**What you need to do:**
Beneath this task are records; print exactly the stretch of them from the line with "let services = Services" through the line with "let action = event.action;", both ends included.

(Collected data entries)
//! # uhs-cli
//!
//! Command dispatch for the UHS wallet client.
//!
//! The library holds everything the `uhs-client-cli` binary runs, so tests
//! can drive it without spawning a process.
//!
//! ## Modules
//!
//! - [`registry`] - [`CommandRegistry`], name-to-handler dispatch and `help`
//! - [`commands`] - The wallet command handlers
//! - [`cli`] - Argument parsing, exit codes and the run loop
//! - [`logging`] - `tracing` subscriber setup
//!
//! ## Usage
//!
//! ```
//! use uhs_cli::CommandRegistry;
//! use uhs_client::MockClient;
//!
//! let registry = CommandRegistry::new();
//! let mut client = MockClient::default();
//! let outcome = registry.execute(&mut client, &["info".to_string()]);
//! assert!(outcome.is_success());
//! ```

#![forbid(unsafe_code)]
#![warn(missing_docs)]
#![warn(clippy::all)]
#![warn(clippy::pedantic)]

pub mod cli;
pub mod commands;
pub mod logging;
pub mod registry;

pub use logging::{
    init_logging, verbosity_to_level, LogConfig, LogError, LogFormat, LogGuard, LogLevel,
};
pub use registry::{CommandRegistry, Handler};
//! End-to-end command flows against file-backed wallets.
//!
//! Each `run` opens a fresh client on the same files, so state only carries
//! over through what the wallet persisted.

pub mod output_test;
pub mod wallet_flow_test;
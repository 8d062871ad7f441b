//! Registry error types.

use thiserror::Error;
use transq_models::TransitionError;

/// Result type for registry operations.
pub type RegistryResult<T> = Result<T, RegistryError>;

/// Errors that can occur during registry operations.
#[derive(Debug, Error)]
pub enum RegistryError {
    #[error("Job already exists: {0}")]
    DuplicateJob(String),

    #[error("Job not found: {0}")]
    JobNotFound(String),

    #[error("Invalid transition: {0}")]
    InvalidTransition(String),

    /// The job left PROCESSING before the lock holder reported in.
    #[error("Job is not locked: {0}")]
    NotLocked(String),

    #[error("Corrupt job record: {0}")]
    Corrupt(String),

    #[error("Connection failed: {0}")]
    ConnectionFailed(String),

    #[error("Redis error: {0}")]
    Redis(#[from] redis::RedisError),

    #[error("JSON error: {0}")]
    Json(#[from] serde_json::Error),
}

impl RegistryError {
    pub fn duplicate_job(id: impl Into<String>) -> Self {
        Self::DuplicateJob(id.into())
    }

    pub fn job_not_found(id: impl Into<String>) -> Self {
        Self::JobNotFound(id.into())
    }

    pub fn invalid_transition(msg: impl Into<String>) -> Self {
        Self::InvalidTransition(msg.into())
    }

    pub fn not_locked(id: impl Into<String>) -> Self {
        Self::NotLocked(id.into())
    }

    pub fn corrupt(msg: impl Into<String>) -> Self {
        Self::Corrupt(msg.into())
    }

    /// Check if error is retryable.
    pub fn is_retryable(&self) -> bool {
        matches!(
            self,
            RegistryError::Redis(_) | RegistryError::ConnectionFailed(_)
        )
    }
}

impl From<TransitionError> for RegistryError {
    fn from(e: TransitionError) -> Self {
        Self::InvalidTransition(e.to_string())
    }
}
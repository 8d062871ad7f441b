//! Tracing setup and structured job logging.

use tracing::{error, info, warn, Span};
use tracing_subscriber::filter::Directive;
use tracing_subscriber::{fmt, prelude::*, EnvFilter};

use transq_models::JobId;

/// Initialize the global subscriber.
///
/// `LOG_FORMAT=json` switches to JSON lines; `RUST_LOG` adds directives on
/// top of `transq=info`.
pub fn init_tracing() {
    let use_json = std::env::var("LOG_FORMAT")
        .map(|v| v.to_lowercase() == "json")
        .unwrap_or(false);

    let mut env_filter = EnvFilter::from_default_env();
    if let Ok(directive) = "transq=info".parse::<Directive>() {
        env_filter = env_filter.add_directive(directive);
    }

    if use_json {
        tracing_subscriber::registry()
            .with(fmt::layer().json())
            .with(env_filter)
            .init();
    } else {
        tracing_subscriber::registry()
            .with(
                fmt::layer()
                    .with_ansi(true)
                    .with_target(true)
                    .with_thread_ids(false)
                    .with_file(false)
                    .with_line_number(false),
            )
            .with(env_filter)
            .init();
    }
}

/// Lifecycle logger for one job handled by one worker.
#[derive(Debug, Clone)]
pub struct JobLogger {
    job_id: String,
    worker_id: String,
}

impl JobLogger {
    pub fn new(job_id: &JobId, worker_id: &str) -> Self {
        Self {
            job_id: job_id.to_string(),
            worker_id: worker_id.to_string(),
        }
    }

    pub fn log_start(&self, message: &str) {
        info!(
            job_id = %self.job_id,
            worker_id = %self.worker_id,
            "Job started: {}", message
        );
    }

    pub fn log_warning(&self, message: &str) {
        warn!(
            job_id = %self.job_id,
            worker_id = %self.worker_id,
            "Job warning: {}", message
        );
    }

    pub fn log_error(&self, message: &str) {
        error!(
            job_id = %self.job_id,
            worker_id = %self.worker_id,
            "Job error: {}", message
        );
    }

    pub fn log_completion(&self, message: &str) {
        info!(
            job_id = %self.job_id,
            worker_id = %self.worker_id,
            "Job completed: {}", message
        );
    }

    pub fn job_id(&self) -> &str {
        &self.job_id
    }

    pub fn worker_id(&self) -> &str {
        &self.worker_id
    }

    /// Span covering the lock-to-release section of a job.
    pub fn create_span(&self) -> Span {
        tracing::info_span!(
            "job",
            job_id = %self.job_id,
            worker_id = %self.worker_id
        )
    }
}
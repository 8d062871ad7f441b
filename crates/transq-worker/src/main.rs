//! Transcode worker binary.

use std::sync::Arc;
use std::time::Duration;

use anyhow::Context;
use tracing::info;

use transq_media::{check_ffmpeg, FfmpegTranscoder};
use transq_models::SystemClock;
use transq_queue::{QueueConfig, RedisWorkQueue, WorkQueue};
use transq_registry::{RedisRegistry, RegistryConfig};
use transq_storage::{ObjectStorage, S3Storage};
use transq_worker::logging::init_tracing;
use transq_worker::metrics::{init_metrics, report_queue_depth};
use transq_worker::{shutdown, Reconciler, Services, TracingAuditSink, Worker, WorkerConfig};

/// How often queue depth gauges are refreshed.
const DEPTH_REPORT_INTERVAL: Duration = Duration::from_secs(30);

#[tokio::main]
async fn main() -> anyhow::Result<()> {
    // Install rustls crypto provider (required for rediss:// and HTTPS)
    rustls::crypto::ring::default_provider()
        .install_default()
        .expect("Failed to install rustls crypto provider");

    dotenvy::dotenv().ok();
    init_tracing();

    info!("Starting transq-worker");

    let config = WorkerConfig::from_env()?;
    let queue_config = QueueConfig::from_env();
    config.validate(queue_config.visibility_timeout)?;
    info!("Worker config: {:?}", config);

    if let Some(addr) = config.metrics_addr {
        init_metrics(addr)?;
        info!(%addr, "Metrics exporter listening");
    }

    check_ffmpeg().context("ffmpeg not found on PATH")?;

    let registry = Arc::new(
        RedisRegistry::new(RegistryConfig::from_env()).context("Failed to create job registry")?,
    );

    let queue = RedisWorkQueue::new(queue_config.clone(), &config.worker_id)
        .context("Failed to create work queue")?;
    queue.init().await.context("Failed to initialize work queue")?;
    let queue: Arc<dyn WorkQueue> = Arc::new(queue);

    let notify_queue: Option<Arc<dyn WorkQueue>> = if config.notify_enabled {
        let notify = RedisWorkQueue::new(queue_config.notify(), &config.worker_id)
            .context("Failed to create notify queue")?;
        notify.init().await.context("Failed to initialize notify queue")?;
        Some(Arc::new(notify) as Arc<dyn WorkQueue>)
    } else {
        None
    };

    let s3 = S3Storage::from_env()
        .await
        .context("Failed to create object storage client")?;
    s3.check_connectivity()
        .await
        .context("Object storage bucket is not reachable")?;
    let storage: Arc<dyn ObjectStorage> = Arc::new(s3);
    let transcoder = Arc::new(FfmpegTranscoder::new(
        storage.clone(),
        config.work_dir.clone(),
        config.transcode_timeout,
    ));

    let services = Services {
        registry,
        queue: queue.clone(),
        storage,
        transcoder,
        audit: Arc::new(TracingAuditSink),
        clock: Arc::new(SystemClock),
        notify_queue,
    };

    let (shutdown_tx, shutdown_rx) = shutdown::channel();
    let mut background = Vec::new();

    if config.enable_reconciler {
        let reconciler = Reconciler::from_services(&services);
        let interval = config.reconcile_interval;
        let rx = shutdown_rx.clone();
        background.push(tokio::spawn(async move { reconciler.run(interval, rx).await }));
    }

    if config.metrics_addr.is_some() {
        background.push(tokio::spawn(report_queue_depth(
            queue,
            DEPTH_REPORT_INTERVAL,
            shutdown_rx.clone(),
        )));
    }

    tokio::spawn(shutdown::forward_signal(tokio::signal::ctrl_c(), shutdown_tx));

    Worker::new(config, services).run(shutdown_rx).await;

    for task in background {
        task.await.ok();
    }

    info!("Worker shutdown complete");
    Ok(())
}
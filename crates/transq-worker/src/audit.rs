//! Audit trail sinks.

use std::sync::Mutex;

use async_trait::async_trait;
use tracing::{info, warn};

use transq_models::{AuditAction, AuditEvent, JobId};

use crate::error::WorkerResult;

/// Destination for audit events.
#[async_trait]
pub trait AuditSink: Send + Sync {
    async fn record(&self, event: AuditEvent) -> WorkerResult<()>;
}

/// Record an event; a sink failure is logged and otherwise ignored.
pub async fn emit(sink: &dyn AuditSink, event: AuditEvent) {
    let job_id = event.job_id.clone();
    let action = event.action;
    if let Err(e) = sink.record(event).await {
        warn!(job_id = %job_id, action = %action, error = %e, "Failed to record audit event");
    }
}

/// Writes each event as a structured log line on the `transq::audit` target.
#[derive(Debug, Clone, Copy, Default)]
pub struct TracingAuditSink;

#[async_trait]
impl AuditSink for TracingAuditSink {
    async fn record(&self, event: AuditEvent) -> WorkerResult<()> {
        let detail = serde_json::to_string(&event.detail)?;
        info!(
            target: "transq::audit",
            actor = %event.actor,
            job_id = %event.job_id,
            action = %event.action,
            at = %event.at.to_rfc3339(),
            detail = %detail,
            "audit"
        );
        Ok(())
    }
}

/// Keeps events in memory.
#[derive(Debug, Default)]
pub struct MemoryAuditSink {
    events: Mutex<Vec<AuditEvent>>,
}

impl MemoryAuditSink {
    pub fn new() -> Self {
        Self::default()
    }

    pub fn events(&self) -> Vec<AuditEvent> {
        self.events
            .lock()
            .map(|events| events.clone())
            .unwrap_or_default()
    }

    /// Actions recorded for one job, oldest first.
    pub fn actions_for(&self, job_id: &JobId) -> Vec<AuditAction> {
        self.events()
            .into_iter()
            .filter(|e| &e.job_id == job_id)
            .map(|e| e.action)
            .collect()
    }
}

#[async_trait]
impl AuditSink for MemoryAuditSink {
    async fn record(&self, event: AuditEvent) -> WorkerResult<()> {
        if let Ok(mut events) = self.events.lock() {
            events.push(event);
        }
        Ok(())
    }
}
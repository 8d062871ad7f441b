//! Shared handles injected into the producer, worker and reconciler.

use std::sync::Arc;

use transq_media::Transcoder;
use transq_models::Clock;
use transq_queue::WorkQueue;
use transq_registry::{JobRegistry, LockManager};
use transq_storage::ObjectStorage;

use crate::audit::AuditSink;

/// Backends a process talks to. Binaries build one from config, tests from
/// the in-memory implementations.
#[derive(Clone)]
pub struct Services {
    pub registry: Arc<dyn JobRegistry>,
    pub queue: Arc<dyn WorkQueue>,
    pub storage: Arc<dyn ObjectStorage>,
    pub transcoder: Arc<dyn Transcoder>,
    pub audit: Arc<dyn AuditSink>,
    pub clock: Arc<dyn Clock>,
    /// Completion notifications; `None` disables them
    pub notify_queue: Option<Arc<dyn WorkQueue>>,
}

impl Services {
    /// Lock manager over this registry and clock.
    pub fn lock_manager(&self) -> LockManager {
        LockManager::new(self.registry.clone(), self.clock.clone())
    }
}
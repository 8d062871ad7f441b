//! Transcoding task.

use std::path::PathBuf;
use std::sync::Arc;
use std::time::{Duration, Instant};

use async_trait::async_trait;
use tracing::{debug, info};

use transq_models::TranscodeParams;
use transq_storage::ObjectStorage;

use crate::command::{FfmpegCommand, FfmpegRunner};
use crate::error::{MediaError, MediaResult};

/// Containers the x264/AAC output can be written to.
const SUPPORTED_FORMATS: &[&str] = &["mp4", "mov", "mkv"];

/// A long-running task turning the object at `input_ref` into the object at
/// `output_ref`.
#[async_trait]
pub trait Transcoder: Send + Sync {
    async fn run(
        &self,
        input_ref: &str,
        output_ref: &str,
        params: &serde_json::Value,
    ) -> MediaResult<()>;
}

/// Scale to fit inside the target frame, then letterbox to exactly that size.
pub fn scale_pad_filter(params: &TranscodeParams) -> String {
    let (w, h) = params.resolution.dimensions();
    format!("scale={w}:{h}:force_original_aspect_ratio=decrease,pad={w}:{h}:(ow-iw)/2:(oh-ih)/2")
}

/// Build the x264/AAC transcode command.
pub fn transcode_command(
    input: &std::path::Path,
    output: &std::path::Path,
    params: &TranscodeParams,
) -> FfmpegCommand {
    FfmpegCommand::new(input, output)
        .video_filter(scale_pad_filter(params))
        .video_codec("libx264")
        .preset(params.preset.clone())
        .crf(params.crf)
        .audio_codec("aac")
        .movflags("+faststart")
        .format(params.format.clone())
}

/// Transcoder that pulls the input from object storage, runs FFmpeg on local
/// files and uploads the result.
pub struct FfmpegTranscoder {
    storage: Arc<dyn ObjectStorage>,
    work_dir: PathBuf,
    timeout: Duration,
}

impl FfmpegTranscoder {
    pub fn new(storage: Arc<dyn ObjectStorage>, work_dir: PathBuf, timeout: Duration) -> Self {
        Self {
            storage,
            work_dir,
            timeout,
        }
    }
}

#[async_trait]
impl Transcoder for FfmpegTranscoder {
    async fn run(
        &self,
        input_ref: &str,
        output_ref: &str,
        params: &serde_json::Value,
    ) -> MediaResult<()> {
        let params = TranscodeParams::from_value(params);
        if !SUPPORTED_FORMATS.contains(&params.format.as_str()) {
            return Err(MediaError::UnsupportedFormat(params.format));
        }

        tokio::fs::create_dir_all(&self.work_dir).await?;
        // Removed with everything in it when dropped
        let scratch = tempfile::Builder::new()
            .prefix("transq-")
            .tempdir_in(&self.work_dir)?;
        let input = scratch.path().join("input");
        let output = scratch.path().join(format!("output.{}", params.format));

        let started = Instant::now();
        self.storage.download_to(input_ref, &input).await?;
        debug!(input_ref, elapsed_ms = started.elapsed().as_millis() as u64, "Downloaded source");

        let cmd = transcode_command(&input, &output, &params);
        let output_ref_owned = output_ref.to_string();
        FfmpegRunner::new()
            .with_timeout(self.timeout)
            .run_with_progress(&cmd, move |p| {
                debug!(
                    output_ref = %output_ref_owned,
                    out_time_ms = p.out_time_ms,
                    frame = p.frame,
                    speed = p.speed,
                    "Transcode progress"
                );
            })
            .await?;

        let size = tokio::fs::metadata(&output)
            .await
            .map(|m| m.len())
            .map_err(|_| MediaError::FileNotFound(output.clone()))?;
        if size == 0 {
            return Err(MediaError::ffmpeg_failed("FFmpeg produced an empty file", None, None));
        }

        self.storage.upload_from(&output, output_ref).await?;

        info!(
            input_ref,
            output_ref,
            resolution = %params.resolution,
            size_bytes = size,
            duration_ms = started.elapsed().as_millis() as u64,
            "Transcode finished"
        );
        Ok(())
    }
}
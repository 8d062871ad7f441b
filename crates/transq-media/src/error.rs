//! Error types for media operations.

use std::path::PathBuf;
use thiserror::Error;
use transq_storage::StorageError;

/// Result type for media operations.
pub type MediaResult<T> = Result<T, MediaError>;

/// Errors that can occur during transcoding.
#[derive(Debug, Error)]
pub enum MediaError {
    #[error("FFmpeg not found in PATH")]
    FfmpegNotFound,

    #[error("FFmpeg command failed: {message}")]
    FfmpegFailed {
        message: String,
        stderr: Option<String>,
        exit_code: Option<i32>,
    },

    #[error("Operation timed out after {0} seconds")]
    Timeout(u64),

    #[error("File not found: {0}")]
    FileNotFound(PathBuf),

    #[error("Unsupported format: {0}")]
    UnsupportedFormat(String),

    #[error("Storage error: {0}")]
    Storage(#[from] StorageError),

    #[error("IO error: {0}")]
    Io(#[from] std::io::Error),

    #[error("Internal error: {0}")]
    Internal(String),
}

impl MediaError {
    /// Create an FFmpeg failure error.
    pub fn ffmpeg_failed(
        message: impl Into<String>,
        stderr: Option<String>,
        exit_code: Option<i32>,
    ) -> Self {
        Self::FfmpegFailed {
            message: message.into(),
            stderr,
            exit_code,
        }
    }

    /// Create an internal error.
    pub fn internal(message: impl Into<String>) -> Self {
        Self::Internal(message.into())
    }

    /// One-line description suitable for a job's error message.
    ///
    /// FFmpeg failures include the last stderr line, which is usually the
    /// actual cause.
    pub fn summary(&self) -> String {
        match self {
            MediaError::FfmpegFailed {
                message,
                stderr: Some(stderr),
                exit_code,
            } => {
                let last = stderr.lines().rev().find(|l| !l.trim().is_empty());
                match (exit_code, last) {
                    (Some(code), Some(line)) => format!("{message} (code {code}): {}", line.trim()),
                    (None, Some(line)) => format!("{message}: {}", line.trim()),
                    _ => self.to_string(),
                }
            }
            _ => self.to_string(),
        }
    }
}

**Exercise answer:**
    let services = Services {
        registry,
        queue: queue.clone(),
        storage,
        transcoder,
        audit: Arc::new(TracingAuditSink),
        clock: Arc::new(SystemClock),
        notify_queue,
    };

    let (shutdown_tx, shutdown_rx) = shutdown::channel();
    let mut background = Vec::new();

    if config.enable_reconciler {
        let reconciler = Reconciler::from_services(&services);
        let interval = config.reconcile_interval;
        let rx = shutdown_rx.clone();
        background.push(tokio::spawn(async move { reconciler.run(interval, rx).await }));
    }

    if config.metrics_addr.is_some() {
        background.push(tokio::spawn(report_queue_depth(
            queue,
            DEPTH_REPORT_INTERVAL,
            shutdown_rx.clone(),
        )));
    }

    tokio::spawn(shutdown::forward_signal(tokio::signal::ctrl_c(), shutdown_tx));

    Worker::new(config, services).run(shutdown_rx).await;

    for task in background {
        task.await.ok();
    }

    info!("Worker shutdown complete");
    Ok(())
}
filename crates/transq-worker/src/audit.rs
//! Audit trail sinks.

use std::sync::Mutex;

use async_trait::async_trait;
use tracing::{info, warn};

use transq_models::{AuditAction, AuditEvent, JobId};

use crate::error::WorkerResult;

/// Destination for audit events.
#[async_trait]
pub trait AuditSink: Send + Sync {
    async fn record(&self, event: AuditEvent) -> WorkerResult<()>;
}

/// Record an event; a sink failure is logged and otherwise ignored.
pub async fn emit(sink: &dyn AuditSink, event: AuditEvent) {
    let job_id = event.job_id.clone();
    let action = event.action;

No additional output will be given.